La tendance réformiste vers la standardisation interne forcée a aussi été vue dans la dissociation du groupe presse lui-même envers certaines actions.

Fin 2010, quand l’ACIPA se dissocia publiquement d’une action pendant une enquête publique à Notre-Dame-des-Landes, cela a donné lieu à des mois de discussions. Un accord a été trouvé, stipulant que ni les squatters ni l’ACIPA ne se dissocierait publiquement d’autres groupes. La déclaration adoptée était « Nous ne portons pas de masques ni n’utilisons la violence, mais nous ne condamnons pas leurs actions », et cela marcha vraiment bien pendant un bon moment.

Pendant la plus grande partie de l’histoire de l’occupation de la ZAD, les participant.e.s étaient réticent.e.s et sceptiques à parler aux journalistes. Les journalistes qui ne respectaient pas les conditions posées par les ZADistes avaient parfois leurs pneus crevés, comme lors de la visite d’un juge en 2015. Le fait que le groupe presse (principalement composé par des personnes du CMDO) se dissocient lui et le mouvement des actes de sabotages de la route et des actions contre les journalistes est en contradiction avec l’accord historique et montre combien certain.e.s dans le mouvement étaient allé.e.s loin dans l’acceptation de l’idée que nous pourrions « gagner » en nous poliçant nous-même et en étant respectables, même si cela signifiait rompre un mandat clair de représenter les différents courants qui existaient à la ZAD. Leur version romantisée et incomplète des évènements soutient un agenda politique de conquête du pouvoir au détriment d’un récit utile pour apprendre et s’améliorer.

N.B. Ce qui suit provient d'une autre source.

use serde::{Deserialize, Serialize};

use crate::api::{optional, require};
use crate::database::models::Address;
use crate::error::ApiError;

#[derive(Debug, Deserialize)]
#[serde(rename_all = "camelCase")]
pub struct CreateAddressRequest {
    pub street: Option<String>,
    pub city: Option<String>,
    pub province: Option<String>,
    pub country: String,
    pub postal_code: String,
}

impl CreateAddressRequest {
    pub fn validate(&self) -> Result<(), ApiError> {
        validate_address_fields(
            &self.street,
            &self.city,
            &self.province,
            &self.country,
            &self.postal_code,
        )
    }
}

/// Full-field replace; ids come from the path.
#[derive(Debug, Deserialize)]
#[serde(rename_all = "camelCase")]
pub struct UpdateAddressRequest {
    pub street: Option<String>,
    pub city: Option<String>,
    pub province: Option<String>,
    pub country: String,
    pub postal_code: String,
}

impl UpdateAddressRequest {
    pub fn validate(&self) -> Result<(), ApiError> {
        validate_address_fields(
            &self.street,
            &self.city,
            &self.province,
            &self.country,
            &self.postal_code,
        )
    }
}

fn validate_address_fields(
    street: &Option<String>,
    city: &Option<String>,
    province: &Option<String>,
    country: &str,
    postal_code: &str,
) -> Result<(), ApiError> {
    // Optional fields still reject empty strings; empty != NULL in the store
    optional("street", street, 255)?;
    optional("city", city, 100)?;
    optional("province", province, 100)?;
    require("country", country, 100)?;
    require("postalCode", postal_code, 10)?;
    Ok(())
}

#[derive(Debug, Serialize)]
#[serde(rename_all = "camelCase")]
pub struct AddressResponse {
    pub id: i64,
    pub street: Option<String>,
    pub city: Option<String>,
    pub province: Option<String>,
    pub country: String,
    pub postal_code: String,
}

impl From<Address> for AddressResponse {
    fn from(address: Address) -> Self {
        Self {
            id: address.id,
            street: address.street,
            city: address.city,
            province: address.province,
            country: address.country,
            postal_code: address.postal_code,
        }
    }
}
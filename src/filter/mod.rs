pub mod error;
pub mod filter;
pub mod types;

pub use error::FilterError;
pub use filter::Filter;
pub use types::*;
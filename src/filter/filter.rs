use serde_json::Value;

use super::error::FilterError;
use super::types::{SortDirection, SqlResult};

/// Conjunctive filter builder producing parameterized SQL.
///
/// Every clause added through `and_*` joins the WHERE conjunction; clauses
/// for absent search fields are simply never added. Ownership predicates and
/// search filters go through the same builder so a compound `(id, owner)`
/// lookup is always a single query.
pub struct Filter {
    table_name: String,
    conditions: Vec<String>,
    params: Vec<Value>,
    order_data: Vec<(String, SortDirection)>,
    limit: Option<i64>,
    offset: Option<i64>,
}

impl Filter {
    pub fn new(table_name: impl Into<String>) -> Result<Self, FilterError> {
        let table_name = table_name.into();
        Self::validate_table_name(&table_name)?;
        Ok(Self {
            table_name,
            conditions: vec![],
            params: vec![],
            order_data: vec![],
            limit: None,
            offset: None,
        })
    }

    /// `column = value`
    pub fn and_eq(&mut self, column: &str, value: impl Into<Value>) -> Result<&mut Self, FilterError> {
        Self::validate_column(column)?;
        let placeholder = self.param(value.into());
        self.conditions.push(format!("\"{}\" = {}", column, placeholder));
        Ok(self)
    }

    /// Substring containment: `column LIKE %needle%` with wildcards escaped.
    /// Case-sensitive (store default collation).
    pub fn and_contains(&mut self, column: &str, needle: &str) -> Result<&mut Self, FilterError> {
        Self::validate_column(column)?;
        let placeholder = self.param(Value::String(Self::contains_pattern(needle)));
        self.conditions.push(format!("\"{}\" LIKE {}", column, placeholder));
        Ok(self)
    }

    /// Containment across any of several columns, as one parenthesized
    /// OR-group inside the conjunction.
    pub fn and_contains_any(&mut self, columns: &[&str], needle: &str) -> Result<&mut Self, FilterError> {
        for column in columns {
            Self::validate_column(column)?;
        }
        let pattern = Self::contains_pattern(needle);
        let parts: Vec<String> = columns
            .iter()
            .map(|column| {
                let placeholder = self.param(Value::String(pattern.clone()));
                format!("\"{}\" LIKE {}", column, placeholder)
            })
            .collect();
        self.conditions.push(format!("({})", parts.join(" OR ")));
        Ok(self)
    }

    pub fn order_by(&mut self, column: &str, direction: SortDirection) -> Result<&mut Self, FilterError> {
        Self::validate_column(column)?;
        self.order_data.push((column.to_string(), direction));
        Ok(self)
    }

    pub fn limit(&mut self, limit: i64, offset: Option<i64>) -> Result<&mut Self, FilterError> {
        if limit < 0 {
            return Err(FilterError::InvalidLimit("Limit must be non-negative".to_string()));
        }
        if let Some(off) = offset {
            if off < 0 {
                return Err(FilterError::InvalidOffset("Offset must be non-negative".to_string()));
            }
        }

        // Apply max limit from config
        let max_limit = crate::config::CONFIG.pagination.max_size;
        self.limit = Some(limit.min(max_limit));
        self.offset = offset;
        Ok(self)
    }

    /// Page-based pagination: skip `(page-1)*size` rows, take `size`.
    pub fn paginate(&mut self, page: i64, size: i64) -> Result<&mut Self, FilterError> {
        if page < 1 {
            return Err(FilterError::InvalidOffset("Page must be at least 1".to_string()));
        }
        if size < 1 {
            return Err(FilterError::InvalidLimit("Size must be at least 1".to_string()));
        }
        self.limit(size, Some(size * (page - 1)))
    }

    pub fn to_sql(&self) -> SqlResult {
        let query = [
            "SELECT *".to_string(),
            format!("FROM \"{}\"", self.table_name),
            self.build_where_clause(),
            self.build_order_clause(),
            self.build_limit_clause(),
        ]
        .into_iter()
        .filter(|s| !s.is_empty())
        .collect::<Vec<_>>()
        .join(" ");

        SqlResult { query, params: self.params.clone() }
    }

    /// COUNT over the same conjunction, ignoring order and pagination. The
    /// total must reflect the whole matching set, not the current page.
    pub fn to_count_sql(&self) -> SqlResult {
        let query = [
            format!("SELECT COUNT(*) as count FROM \"{}\"", self.table_name),
            self.build_where_clause(),
        ]
        .into_iter()
        .filter(|s| !s.is_empty())
        .collect::<Vec<_>>()
        .join(" ");

        SqlResult { query, params: self.params.clone() }
    }

    fn build_where_clause(&self) -> String {
        if self.conditions.is_empty() {
            String::new()
        } else {
            format!("WHERE {}", self.conditions.join(" AND "))
        }
    }

    fn build_order_clause(&self) -> String {
        if self.order_data.is_empty() {
            String::new()
        } else {
            let parts: Vec<String> = self
                .order_data
                .iter()
                .map(|(column, direction)| format!("\"{}\" {}", column, direction.to_sql()))
                .collect();
            format!("ORDER BY {}", parts.join(", "))
        }
    }

    fn build_limit_clause(&self) -> String {
        match (self.limit, self.offset) {
            (Some(l), Some(o)) => format!("LIMIT {} OFFSET {}", l, o),
            (Some(l), None) => format!("LIMIT {}", l),
            _ => String::new(),
        }
    }

    fn param(&mut self, value: Value) -> String {
        self.params.push(value);
        format!("${}", self.params.len())
    }

    /// `%needle%` with LIKE wildcards in the needle escaped so user input
    /// matches literally.
    fn contains_pattern(needle: &str) -> String {
        let escaped = needle
            .replace('\\', "\\\\")
            .replace('%', "\\%")
            .replace('_', "\\_");
        format!("%{}%", escaped)
    }

    fn validate_table_name(name: &str) -> Result<(), FilterError> {
        Self::validate_identifier(name)
            .map_err(|_| FilterError::InvalidTableName(name.to_string()))
    }

    fn validate_column(name: &str) -> Result<(), FilterError> {
        Self::validate_identifier(name).map_err(|_| FilterError::InvalidColumn(name.to_string()))
    }

    fn validate_identifier(name: &str) -> Result<(), ()> {
        let mut chars = name.chars();
        let first = chars.next().ok_or(())?;
        if !first.is_alphabetic() && first != '_' {
            return Err(());
        }
        if name.chars().all(|c| c.is_alphanumeric() || c == '_') {
            Ok(())
        } else {
            Err(())
        }
    }
}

Quand des personnes parlent de la ZAD, on entend souvent une sorte de propagande qui implique que tout y était exceptionnel ; en fait, nous étions juste des personnes ordinaires dans une situation folle faisant ce que nous pouvions. Bien qu’ils sont fait pour inspirer, je pense que les mythes répandus à propos de l’unité et de l’exception de la ZAD ou des combattant.e.s sans peur qui l’ont défendu créent une perception irréaliste pour d’autres qui voudraient reproduire nos « victoires ». Par exemple, il est inexact de dire que « Les ZADistes ont défendus chaque bâtiment et chaque centimètre de terre par tous les moyens nécessaires », comme dans cet article de CrimethInc. C’est manifestement faux : différents groupes ont défendus leurs propres intérêts et les maisons de leurs ami.e.s et allié.e.s, plusieurs groupes ont écrits des communiqués de presse ou des articles se dissociant des autres, et quand certaines personnes ont réalisé que se rendre aux négociations les transformaient en accessoires ou pions, elles sont parties ou ont arrêté de prendre des risques. Il est vital de comprendre le rôle que cette mythologie a joué dans la façon dont les choses se sont déroulées comme elles l’ont fait. Prétendre que le mouvement a gagné une victoire unilatérale ne rend service à personne.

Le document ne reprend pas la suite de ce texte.